- Task prompt -
For each line in the data that includes "photo", make a copy.

- Dataset content -
================
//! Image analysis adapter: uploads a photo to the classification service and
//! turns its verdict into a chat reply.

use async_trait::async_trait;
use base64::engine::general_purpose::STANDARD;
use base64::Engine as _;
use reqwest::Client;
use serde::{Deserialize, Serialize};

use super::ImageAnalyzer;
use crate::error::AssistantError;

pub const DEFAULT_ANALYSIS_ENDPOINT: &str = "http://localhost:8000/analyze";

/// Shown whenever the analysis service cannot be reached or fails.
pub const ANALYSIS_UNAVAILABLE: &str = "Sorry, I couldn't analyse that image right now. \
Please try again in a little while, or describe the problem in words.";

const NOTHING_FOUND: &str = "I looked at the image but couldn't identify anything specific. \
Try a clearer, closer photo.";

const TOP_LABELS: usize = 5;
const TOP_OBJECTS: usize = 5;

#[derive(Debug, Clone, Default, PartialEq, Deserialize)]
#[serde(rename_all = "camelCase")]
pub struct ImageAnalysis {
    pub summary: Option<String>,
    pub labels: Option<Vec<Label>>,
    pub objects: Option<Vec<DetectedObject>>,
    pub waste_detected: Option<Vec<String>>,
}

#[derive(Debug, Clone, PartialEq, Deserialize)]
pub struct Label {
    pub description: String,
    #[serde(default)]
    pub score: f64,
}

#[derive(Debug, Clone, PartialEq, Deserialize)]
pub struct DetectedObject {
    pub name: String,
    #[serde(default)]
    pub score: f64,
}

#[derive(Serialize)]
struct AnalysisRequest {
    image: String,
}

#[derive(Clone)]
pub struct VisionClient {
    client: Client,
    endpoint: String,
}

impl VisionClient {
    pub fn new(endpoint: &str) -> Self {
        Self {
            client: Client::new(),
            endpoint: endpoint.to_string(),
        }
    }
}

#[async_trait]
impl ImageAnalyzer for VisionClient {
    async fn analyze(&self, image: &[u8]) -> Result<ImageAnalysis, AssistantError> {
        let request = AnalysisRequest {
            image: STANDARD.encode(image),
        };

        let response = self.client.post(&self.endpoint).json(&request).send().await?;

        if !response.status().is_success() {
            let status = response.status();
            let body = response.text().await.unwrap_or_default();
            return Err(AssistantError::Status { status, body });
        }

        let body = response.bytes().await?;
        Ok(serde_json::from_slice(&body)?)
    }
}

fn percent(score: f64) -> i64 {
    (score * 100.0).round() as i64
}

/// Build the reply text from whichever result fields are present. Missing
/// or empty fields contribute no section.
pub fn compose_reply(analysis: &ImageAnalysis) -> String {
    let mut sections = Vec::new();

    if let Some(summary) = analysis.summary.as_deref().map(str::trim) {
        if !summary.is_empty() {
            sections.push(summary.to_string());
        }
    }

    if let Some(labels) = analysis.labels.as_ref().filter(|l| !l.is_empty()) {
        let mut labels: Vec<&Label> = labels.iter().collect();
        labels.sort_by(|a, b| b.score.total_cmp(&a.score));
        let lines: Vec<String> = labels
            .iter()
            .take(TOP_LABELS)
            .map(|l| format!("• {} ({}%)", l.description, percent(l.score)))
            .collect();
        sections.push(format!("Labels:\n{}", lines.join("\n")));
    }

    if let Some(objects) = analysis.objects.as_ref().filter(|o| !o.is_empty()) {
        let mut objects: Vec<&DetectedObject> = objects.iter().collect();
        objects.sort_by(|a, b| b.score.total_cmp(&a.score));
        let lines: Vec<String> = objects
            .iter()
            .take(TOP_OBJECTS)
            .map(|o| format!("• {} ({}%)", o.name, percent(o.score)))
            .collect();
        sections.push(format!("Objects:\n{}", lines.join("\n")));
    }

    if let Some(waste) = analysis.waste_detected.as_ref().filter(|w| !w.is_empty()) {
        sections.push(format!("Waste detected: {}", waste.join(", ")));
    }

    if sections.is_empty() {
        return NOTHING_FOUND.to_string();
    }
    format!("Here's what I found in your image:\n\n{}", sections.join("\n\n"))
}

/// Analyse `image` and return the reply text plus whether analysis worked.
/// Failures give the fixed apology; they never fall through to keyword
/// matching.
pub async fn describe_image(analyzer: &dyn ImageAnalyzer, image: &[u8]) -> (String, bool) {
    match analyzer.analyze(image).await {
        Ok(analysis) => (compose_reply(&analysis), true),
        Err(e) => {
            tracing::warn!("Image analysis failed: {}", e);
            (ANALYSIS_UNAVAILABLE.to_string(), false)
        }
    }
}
================
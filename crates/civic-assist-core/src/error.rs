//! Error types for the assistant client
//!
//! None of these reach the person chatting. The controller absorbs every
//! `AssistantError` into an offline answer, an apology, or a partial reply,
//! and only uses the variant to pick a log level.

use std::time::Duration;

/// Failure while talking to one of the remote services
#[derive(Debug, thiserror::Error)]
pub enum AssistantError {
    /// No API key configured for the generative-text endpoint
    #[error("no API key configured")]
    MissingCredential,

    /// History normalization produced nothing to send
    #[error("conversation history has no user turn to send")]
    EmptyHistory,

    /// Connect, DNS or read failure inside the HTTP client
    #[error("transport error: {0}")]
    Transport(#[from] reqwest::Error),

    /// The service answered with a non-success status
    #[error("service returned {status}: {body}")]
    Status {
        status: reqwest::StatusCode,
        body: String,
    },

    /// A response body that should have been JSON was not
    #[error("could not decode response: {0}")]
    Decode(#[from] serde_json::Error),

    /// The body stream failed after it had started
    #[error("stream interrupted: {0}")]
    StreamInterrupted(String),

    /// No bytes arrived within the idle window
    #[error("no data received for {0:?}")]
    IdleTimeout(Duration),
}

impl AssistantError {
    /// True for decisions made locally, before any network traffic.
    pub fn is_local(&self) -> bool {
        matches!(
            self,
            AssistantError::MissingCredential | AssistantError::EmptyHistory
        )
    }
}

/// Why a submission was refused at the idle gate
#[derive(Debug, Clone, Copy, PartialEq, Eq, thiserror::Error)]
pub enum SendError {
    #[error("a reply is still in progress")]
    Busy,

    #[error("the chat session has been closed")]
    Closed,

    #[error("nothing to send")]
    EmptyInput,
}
================
- Exercise result -
//! Image analysis adapter: uploads a photo to the classification service and
Try a clearer, closer photo.";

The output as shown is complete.